Abstract

Maintenance of pluripotency is a multifactorial process in which NF-{kappa}B is a negative regulator. Our previous work identified a chromatin role for I{kappa}B, the master regulator of NF-{kappa}B signaling, that is critical for the proper regulation of various tissue stem cells. Here, we found that I{kappa}B accumulates specifically in the chromatin fraction of pluripotent embryonic stem cells.
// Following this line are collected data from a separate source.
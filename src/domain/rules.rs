use super::{Coord, LiveSet};

/// Relative positions of the eight surrounding cells, top row first.
/// The cell's own position (0, 0) is excluded.
const NEIGHBOR_OFFSETS: [(i64, i64); 8] = [
    (-1, 1), (0, 1), (1, 1),
    (-1, 0), /* self */ (1, 0),
    (-1, -1), (0, -1), (1, -1),
];

/// Conway's Game of Life (B3/S23)
/// The classic cellular automaton rules
#[derive(Clone, Copy, Debug, Default)]
pub struct ConwayRule;

impl ConwayRule {
    /// Apply rule to compute next cell state:
    /// 1. Any cell with exactly 3 live neighbors is alive next generation
    /// 2. A live cell with exactly 2 live neighbors survives
    /// 3. All other cases result in death
    pub const fn evolve(alive: bool, neighbors: usize) -> bool {
        matches!((alive, neighbors), (_, 3) | (true, 2))
    }
}

/// The cells surrounding `cell`, in a fixed order.
/// Always eight, except on the edge of the i64 plane where the missing
/// positions cannot be represented and are skipped.
pub fn neighbors_of(cell: Coord) -> impl Iterator<Item = Coord> {
    NEIGHBOR_OFFSETS
        .into_iter()
        .filter_map(move |(dx, dy)| cell.checked_offset(dx, dy))
}

/// Neighbors of `cell` that are alive in `cells`
pub fn living_neighbors_of(cell: Coord, cells: &LiveSet) -> Vec<Coord> {
    neighbors_of(cell)
        .filter(|&neighbor| cells.contains(neighbor))
        .collect()
}

/// Whether `cell` is alive in the generation after `cells`
pub fn will_be_alive(cell: Coord, cells: &LiveSet) -> bool {
    let neighbors = living_neighbors_of(cell, cells).len();
    ConwayRule::evolve(cells.contains(cell), neighbors)
}
use std::collections::BTreeMap;

use rand::{Rng, SeedableRng, rngs::StdRng};
use thiserror::Error;

use super::LiveSet;

/// Pattern registry errors
#[derive(Debug, Error, PartialEq, Eq)]
pub enum PatternError {
    #[error("unknown pattern '{name}' (available: {})", .available.join(", "))]
    Unknown { name: String, available: Vec<String> },
}

/// A named starting generation
#[derive(Clone, Debug)]
pub struct Pattern {
    pub name: &'static str,
    pub description: &'static str,
    pub cells: LiveSet,
}

impl Pattern {
    /// Create a new pattern from alive cell coordinates
    pub fn new(name: &'static str, description: &'static str, cells: &[(i64, i64)]) -> Self {
        Self { name, description, cells: LiveSet::from_cells(cells) }
    }
}

/// Immutable lookup from pattern name to starting generation.
/// Built once and handed to whoever needs it.
#[derive(Clone, Debug)]
pub struct PatternRegistry {
    patterns: BTreeMap<&'static str, Pattern>,
}

impl PatternRegistry {
    pub fn new(patterns: impl IntoIterator<Item = Pattern>) -> Self {
        Self {
            patterns: patterns.into_iter().map(|p| (p.name, p)).collect(),
        }
    }

    /// Registry holding every preset
    pub fn builtin() -> Self {
        Self::new(presets::all_patterns())
    }

    pub fn get(&self, name: &str) -> Result<&Pattern, PatternError> {
        self.patterns.get(name).ok_or_else(|| PatternError::Unknown {
            name: name.to_owned(),
            available: self.names().map(str::to_owned).collect(),
        })
    }

    /// Pattern names in sorted order
    pub fn names(&self) -> impl Iterator<Item = &'static str> + '_ {
        self.patterns.keys().copied()
    }

    pub fn iter(&self) -> impl Iterator<Item = &Pattern> {
        self.patterns.values()
    }
}

/// Random seed area of `width` x `height` cells anchored at the origin.
/// Each cell is alive with probability `density` (clamped to [0, 1]);
/// the same `seed` always produces the same generation.
pub fn soup(width: u32, height: u32, density: f64, seed: u64) -> LiveSet {
    let density = if density.is_nan() { 0.0 } else { density.clamp(0.0, 1.0) };
    let mut rng = StdRng::seed_from_u64(seed);

    (0..i64::from(height))
        .flat_map(|y| (0..i64::from(width)).map(move |x| (x, y)))
        .filter(|_| rng.random_bool(density))
        .collect()
}

/// Classic Game of Life patterns library
pub mod presets {
    use super::*;

    /// R-pentomino - classic methuselah (stabilizes after 1103 generations)
    pub fn r_pentomino() -> Pattern {
        Pattern::new(
            "rpentomino",
            "Methuselah - stabilizes at gen 1103",
            &[
                (3, 2),
                (2, 3), (3, 3),
                (3, 4), (4, 4),
            ],
        )
    }

    /// Glider heading away from a block
    pub fn glider() -> Pattern {
        Pattern::new(
            "glider",
            "Spaceship leaving a still-life block behind",
            &[
                (-2, -2), (-1, -2),
                (-2, -1), (-1, -1),
                (1, 1), (2, 1), (3, 1),
                (3, 2),
                (2, 3),
            ],
        )
    }

    /// Square (block) - simplest still life
    pub fn square() -> Pattern {
        Pattern::new(
            "square",
            "Still life",
            &[
                (1, 1), (2, 1),
                (1, 2), (2, 2),
            ],
        )
    }

    /// Blinker - period 2 oscillator
    pub fn blinker() -> Pattern {
        Pattern::new(
            "blinker",
            "Oscillator (period 2)",
            &[(1, 0), (2, 0), (3, 0)],
        )
    }

    /// Toad - period 2 oscillator
    pub fn toad() -> Pattern {
        Pattern::new(
            "toad",
            "Oscillator (period 2)",
            &[
                (1, 1), (2, 1), (3, 1),
                (0, 0), (1, 0), (2, 0),
            ],
        )
    }

    /// Beacon - period 2 oscillator
    pub fn beacon() -> Pattern {
        Pattern::new(
            "beacon",
            "Oscillator (period 2)",
            &[
                (0, 3), (1, 3),
                (0, 2),
                (3, 1),
                (2, 0), (3, 0),
            ],
        )
    }

    /// Lightweight Spaceship (LWSS)
    pub fn lwss() -> Pattern {
        Pattern::new(
            "lwss",
            "Lightweight Spaceship (period 4)",
            &[
                (1, 3), (4, 3),
                (0, 2),
                (0, 1), (4, 1),
                (0, 0), (1, 0), (2, 0), (3, 0),
            ],
        )
    }

    /// Acorn - small methuselah that stabilizes after 5206 generations
    pub fn acorn() -> Pattern {
        Pattern::new(
            "acorn",
            "Methuselah - stabilizes at gen 5206",
            &[
                (1, 2),
                (3, 1),
                (0, 0), (1, 0), (4, 0), (5, 0), (6, 0),
            ],
        )
    }

    /// Get all available patterns
    pub fn all_patterns() -> Vec<Pattern> {
        vec![
            r_pentomino(),
            glider(),
            square(),
            blinker(),
            toad(),
            beacon(),
            lwss(),
            acorn(),
        ]
    }
}
use std::collections::HashSet;
use std::fmt;

use super::Coord;

/// LiveSet holds every live cell of one generation.
/// Duplicates collapse on construction; a generation is never edited after it is built.
#[derive(Clone, Default, Debug, PartialEq, Eq)]
pub struct LiveSet {
    cells: HashSet<Coord>,
}

impl LiveSet {
    /// Empty generation
    pub fn new() -> Self {
        Self::default()
    }

    /// Build from raw (x, y) pairs
    pub fn from_cells(cells: &[(i64, i64)]) -> Self {
        cells.iter().copied().collect()
    }

    /// Membership test by exact coordinate equality
    pub fn contains(&self, cell: Coord) -> bool {
        self.cells.contains(&cell)
    }

    pub fn len(&self) -> usize {
        self.cells.len()
    }

    pub fn is_empty(&self) -> bool {
        self.cells.is_empty()
    }

    /// Iterate live cells in no particular order
    pub fn iter(&self) -> impl Iterator<Item = Coord> + '_ {
        self.cells.iter().copied()
    }

    /// Live cells ordered top row first, left to right within a row
    pub fn sorted(&self) -> Vec<Coord> {
        let mut cells: Vec<Coord> = self.iter().collect();
        cells.sort_by(|a, b| b.y.cmp(&a.y).then(a.x.cmp(&b.x)));
        cells
    }

    /// New generation with every cell shifted by (dx, dy).
    /// Cells pushed past the edge of the i64 plane are dropped.
    pub fn translate(&self, dx: i64, dy: i64) -> Self {
        self.iter().filter_map(|cell| cell.checked_offset(dx, dy)).collect()
    }
}

impl FromIterator<Coord> for LiveSet {
    fn from_iter<I: IntoIterator<Item = Coord>>(iter: I) -> Self {
        Self {
            cells: iter.into_iter().collect(),
        }
    }
}

impl FromIterator<(i64, i64)> for LiveSet {
    fn from_iter<I: IntoIterator<Item = (i64, i64)>>(iter: I) -> Self {
        iter.into_iter().map(Coord::from).collect()
    }
}

impl fmt::Display for LiveSet {
    fn fmt(&self, f: &mut fmt::Formatter<'_>) -> fmt::Result {
        f.write_str(&crate::rendering::render(self))
    }
}

#[cfg(test)]
mod tests {
    use super::*;

    #[test]
    fn test_duplicates_collapse() {
        let set = LiveSet::from_cells(&[(1, 1), (1, 1), (2, 1)]);
        assert_eq!(set.len(), 2);
    }

    #[test]
    fn test_equality_ignores_order() {
        let a = LiveSet::from_cells(&[(1, 0), (2, 0), (3, 0)]);
        let b = LiveSet::from_cells(&[(3, 0), (1, 0), (2, 0)]);
        assert_eq!(a, b);
    }

    #[test]
    fn test_contains() {
        let set = LiveSet::from_cells(&[(-1, 4)]);
        assert!(set.contains(Coord::new(-1, 4)));
        assert!(!set.contains(Coord::new(4, -1)));
        assert!(!LiveSet::new().contains(Coord::ORIGIN));
    }

    #[test]
    fn test_sorted_is_top_down_left_to_right() {
        let set = LiveSet::from_cells(&[(0, 0), (2, 1), (1, 1), (5, -3)]);
        assert_eq!(
            set.sorted(),
            vec![Coord::new(1, 1), Coord::new(2, 1), Coord::new(0, 0), Coord::new(5, -3)]
        );
    }

    #[test]
    fn test_translate_leaves_original_untouched() {
        let set = LiveSet::from_cells(&[(0, 0), (1, 2)]);
        let moved = set.translate(3, -1);
        assert_eq!(moved, LiveSet::from_cells(&[(3, -1), (4, 1)]));
        assert_eq!(set, LiveSet::from_cells(&[(0, 0), (1, 2)]));
    }

    #[test]
    fn test_translate_drops_cells_leaving_the_plane() {
        let set = LiveSet::from_cells(&[(i64::MAX, 0), (0, 0)]);
        assert_eq!(set.translate(1, 0), LiveSet::from_cells(&[(1, 0)]));
    }
}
I{kappa}B depletion does not affect NF-kB-dependent transcription, but causes a profound epigenetic rewiring in pluripotent stem cells, including alterations in H3K27me3, a histone mark catalyzed by Polycomb repression complex 2. Chromatin changes induced by I{kappa}B depletion affect a subset of pluripotency genes and are associated with altered gene transcription. At the cellular level, I{kappa}B-deficient embryonic stem cells are arrested in a naive pluripotency state when cultured in serum/LIF conditions and fail to exit pluripotency under differentiation conditions. By constructing separation-of-function mutants, we show that the effects of I{kappa}B in regulating stem cell pluripotency are NF-{kappa}B-independent, but mainly rely on its chromatin-related function. Taken together, our results reveal a novel mechanism by which I{kappa}B participates in the regulation of the pluripotent state of embryonic stem cells and shed light on the interplay between inflammatory signals and the regulation of pluripotency.